(Task instructions) Give only the number of lines in the records that contain the word "repository".

(Data for analysis)
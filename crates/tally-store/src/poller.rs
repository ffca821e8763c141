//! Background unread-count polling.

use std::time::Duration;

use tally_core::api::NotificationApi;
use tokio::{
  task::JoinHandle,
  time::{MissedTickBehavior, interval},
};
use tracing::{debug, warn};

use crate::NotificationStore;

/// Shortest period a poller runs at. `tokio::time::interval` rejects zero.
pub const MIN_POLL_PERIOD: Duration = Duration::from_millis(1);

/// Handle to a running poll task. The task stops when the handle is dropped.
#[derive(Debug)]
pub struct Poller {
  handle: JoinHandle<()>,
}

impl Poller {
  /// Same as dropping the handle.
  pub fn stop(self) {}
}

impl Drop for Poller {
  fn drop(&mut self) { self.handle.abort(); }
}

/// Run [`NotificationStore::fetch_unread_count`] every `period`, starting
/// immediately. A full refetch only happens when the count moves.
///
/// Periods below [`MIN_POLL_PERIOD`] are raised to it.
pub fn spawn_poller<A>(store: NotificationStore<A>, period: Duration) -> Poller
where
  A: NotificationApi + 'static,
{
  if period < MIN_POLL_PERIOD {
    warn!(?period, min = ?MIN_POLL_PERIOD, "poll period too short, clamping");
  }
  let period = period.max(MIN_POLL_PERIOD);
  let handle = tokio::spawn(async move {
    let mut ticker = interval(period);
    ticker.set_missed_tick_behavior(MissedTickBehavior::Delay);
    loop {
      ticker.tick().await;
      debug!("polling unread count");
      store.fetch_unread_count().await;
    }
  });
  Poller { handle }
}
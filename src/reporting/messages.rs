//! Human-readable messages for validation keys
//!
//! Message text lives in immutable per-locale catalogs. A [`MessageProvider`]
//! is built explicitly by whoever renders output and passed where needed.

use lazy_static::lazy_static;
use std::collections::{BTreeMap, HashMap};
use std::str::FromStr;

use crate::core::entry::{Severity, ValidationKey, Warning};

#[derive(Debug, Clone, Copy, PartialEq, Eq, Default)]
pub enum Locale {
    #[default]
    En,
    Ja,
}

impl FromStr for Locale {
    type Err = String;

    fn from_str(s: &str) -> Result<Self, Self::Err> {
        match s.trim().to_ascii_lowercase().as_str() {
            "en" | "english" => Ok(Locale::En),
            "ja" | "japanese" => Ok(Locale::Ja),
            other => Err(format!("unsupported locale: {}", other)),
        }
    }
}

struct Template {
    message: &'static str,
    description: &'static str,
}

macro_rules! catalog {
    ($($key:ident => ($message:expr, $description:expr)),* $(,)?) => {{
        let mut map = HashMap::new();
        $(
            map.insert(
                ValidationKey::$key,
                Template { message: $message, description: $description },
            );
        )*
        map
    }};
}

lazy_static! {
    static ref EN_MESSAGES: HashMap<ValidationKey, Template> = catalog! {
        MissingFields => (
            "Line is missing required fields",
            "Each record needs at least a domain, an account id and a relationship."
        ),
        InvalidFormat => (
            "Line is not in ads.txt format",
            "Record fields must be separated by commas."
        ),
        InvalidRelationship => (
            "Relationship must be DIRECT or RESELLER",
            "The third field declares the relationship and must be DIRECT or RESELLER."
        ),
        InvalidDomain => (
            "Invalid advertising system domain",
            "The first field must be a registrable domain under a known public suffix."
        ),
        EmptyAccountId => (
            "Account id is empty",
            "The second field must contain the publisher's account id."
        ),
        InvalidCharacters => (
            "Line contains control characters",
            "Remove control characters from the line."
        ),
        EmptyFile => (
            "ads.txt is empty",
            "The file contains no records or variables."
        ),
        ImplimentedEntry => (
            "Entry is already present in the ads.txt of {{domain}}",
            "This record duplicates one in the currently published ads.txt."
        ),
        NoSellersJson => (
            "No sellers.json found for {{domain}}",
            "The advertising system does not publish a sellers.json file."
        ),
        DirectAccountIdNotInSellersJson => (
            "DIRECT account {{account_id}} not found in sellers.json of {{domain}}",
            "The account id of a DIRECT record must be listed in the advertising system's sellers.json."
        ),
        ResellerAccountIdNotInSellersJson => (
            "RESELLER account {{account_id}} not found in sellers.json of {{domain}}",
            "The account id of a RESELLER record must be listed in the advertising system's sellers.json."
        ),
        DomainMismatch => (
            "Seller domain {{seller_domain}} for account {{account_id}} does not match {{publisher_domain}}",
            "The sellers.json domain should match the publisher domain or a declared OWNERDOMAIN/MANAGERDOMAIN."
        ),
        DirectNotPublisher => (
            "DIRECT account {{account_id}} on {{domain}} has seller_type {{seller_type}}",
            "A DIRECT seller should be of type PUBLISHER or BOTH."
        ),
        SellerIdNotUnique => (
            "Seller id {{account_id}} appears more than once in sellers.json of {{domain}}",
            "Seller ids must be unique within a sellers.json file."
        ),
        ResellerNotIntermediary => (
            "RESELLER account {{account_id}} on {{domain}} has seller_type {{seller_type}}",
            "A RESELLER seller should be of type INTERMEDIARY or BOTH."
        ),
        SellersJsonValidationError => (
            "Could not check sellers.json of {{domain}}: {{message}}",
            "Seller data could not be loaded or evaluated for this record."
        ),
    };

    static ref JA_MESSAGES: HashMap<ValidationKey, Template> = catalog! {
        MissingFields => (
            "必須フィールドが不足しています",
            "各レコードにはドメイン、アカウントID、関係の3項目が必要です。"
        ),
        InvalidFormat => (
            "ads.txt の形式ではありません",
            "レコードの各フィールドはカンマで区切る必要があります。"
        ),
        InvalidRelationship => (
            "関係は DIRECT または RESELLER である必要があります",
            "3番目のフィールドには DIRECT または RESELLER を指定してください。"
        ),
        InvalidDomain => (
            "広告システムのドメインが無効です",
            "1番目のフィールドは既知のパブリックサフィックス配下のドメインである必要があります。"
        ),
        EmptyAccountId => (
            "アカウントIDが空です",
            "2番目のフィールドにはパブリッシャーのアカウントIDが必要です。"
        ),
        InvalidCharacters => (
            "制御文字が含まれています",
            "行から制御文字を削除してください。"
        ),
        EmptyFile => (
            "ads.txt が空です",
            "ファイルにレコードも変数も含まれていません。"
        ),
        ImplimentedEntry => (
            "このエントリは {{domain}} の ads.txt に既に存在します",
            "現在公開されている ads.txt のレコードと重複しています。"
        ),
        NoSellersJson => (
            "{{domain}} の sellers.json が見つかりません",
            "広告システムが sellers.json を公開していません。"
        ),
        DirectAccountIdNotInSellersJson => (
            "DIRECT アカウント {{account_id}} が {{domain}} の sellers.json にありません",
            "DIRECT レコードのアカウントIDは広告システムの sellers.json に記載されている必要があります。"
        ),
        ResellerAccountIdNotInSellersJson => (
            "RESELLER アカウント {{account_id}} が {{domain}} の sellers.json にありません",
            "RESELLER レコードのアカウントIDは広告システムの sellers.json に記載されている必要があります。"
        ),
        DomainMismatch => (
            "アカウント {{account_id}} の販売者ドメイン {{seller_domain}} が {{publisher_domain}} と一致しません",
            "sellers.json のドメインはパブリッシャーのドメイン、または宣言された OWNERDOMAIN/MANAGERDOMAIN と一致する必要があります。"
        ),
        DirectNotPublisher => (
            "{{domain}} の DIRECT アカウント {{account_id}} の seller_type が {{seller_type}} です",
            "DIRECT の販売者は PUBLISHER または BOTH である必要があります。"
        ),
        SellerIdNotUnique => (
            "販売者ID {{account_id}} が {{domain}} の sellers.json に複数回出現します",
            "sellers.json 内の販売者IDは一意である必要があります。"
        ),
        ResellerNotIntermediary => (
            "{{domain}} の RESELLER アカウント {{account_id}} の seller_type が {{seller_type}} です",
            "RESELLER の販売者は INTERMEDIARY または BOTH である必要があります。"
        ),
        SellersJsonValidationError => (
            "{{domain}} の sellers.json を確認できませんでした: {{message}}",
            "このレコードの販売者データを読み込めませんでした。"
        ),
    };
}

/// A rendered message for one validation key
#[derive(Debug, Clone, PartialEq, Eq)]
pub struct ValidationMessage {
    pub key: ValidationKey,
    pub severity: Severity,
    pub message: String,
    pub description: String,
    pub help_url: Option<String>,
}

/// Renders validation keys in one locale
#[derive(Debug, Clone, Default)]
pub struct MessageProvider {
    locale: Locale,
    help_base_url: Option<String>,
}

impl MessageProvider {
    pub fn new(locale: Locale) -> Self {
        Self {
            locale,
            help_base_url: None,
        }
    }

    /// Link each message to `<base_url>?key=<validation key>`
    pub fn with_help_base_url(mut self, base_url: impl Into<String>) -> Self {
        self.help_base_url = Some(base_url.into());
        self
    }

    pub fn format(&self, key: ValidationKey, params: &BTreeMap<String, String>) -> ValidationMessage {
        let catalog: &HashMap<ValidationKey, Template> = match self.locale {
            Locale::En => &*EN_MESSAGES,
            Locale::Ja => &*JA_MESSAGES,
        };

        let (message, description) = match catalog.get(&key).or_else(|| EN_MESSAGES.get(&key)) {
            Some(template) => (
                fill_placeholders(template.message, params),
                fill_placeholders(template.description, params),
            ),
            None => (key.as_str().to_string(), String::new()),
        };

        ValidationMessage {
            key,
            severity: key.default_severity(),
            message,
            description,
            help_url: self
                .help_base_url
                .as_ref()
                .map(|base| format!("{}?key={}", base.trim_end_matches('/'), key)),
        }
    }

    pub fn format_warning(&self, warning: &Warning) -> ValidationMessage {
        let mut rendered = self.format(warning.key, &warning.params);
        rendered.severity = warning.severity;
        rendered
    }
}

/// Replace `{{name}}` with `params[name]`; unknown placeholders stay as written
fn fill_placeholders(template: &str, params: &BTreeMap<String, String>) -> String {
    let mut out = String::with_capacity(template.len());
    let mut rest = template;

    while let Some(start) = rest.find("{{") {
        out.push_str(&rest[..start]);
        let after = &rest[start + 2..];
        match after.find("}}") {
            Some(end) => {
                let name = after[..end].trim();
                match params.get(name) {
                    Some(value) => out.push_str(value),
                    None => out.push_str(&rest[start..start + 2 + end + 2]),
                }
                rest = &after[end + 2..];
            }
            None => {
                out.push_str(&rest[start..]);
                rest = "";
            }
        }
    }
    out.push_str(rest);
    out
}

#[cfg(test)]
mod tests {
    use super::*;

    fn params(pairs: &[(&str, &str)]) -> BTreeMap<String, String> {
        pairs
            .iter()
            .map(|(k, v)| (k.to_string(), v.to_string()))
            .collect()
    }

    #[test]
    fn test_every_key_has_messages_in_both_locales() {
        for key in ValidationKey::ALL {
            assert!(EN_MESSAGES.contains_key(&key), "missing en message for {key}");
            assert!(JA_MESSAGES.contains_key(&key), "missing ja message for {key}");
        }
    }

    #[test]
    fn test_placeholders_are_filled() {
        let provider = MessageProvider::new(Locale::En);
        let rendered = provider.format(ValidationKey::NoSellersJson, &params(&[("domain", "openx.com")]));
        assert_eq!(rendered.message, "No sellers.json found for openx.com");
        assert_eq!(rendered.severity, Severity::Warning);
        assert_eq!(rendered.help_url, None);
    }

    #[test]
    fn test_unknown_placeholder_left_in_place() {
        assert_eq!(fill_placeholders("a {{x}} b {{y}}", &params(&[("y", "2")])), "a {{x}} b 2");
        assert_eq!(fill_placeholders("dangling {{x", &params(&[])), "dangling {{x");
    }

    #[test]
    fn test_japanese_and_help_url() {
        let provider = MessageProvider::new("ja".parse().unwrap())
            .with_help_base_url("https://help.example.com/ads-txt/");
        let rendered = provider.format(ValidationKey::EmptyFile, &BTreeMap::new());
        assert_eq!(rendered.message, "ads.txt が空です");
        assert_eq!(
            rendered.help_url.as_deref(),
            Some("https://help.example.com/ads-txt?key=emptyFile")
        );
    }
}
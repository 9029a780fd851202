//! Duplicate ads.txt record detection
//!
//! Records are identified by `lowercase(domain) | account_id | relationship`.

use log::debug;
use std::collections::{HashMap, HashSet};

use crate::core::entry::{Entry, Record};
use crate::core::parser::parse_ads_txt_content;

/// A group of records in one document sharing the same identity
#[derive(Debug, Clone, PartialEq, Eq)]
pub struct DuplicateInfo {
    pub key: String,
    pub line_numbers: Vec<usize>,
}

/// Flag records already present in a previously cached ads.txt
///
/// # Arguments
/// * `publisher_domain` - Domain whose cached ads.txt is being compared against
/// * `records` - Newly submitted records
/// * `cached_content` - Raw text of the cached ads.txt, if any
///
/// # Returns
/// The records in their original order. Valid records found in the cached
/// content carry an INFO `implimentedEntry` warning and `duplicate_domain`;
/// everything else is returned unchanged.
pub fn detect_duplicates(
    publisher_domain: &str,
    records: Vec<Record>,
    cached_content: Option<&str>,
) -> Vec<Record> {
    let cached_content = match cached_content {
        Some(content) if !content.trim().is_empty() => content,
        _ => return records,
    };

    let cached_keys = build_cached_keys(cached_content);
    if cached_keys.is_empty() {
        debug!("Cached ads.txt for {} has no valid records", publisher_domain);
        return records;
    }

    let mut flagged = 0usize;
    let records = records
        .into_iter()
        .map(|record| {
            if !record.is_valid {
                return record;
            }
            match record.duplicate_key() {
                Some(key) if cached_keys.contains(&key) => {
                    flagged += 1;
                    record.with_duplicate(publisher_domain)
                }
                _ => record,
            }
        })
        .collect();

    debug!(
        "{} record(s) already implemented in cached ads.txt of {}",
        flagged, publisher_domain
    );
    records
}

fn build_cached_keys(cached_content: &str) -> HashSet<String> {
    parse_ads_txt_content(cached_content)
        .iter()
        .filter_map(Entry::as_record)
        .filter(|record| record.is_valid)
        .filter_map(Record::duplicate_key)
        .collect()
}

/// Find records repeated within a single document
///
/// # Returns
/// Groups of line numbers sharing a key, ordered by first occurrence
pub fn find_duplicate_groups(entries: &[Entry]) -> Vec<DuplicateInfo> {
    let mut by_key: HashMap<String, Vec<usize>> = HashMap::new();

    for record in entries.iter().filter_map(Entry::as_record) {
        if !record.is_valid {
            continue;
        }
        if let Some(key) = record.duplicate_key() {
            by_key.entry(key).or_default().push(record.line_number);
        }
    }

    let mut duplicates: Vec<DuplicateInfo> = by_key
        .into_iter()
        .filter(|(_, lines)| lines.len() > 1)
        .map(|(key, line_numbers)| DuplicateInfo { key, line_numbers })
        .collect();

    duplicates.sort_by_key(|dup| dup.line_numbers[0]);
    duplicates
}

(Response to this exercise) 2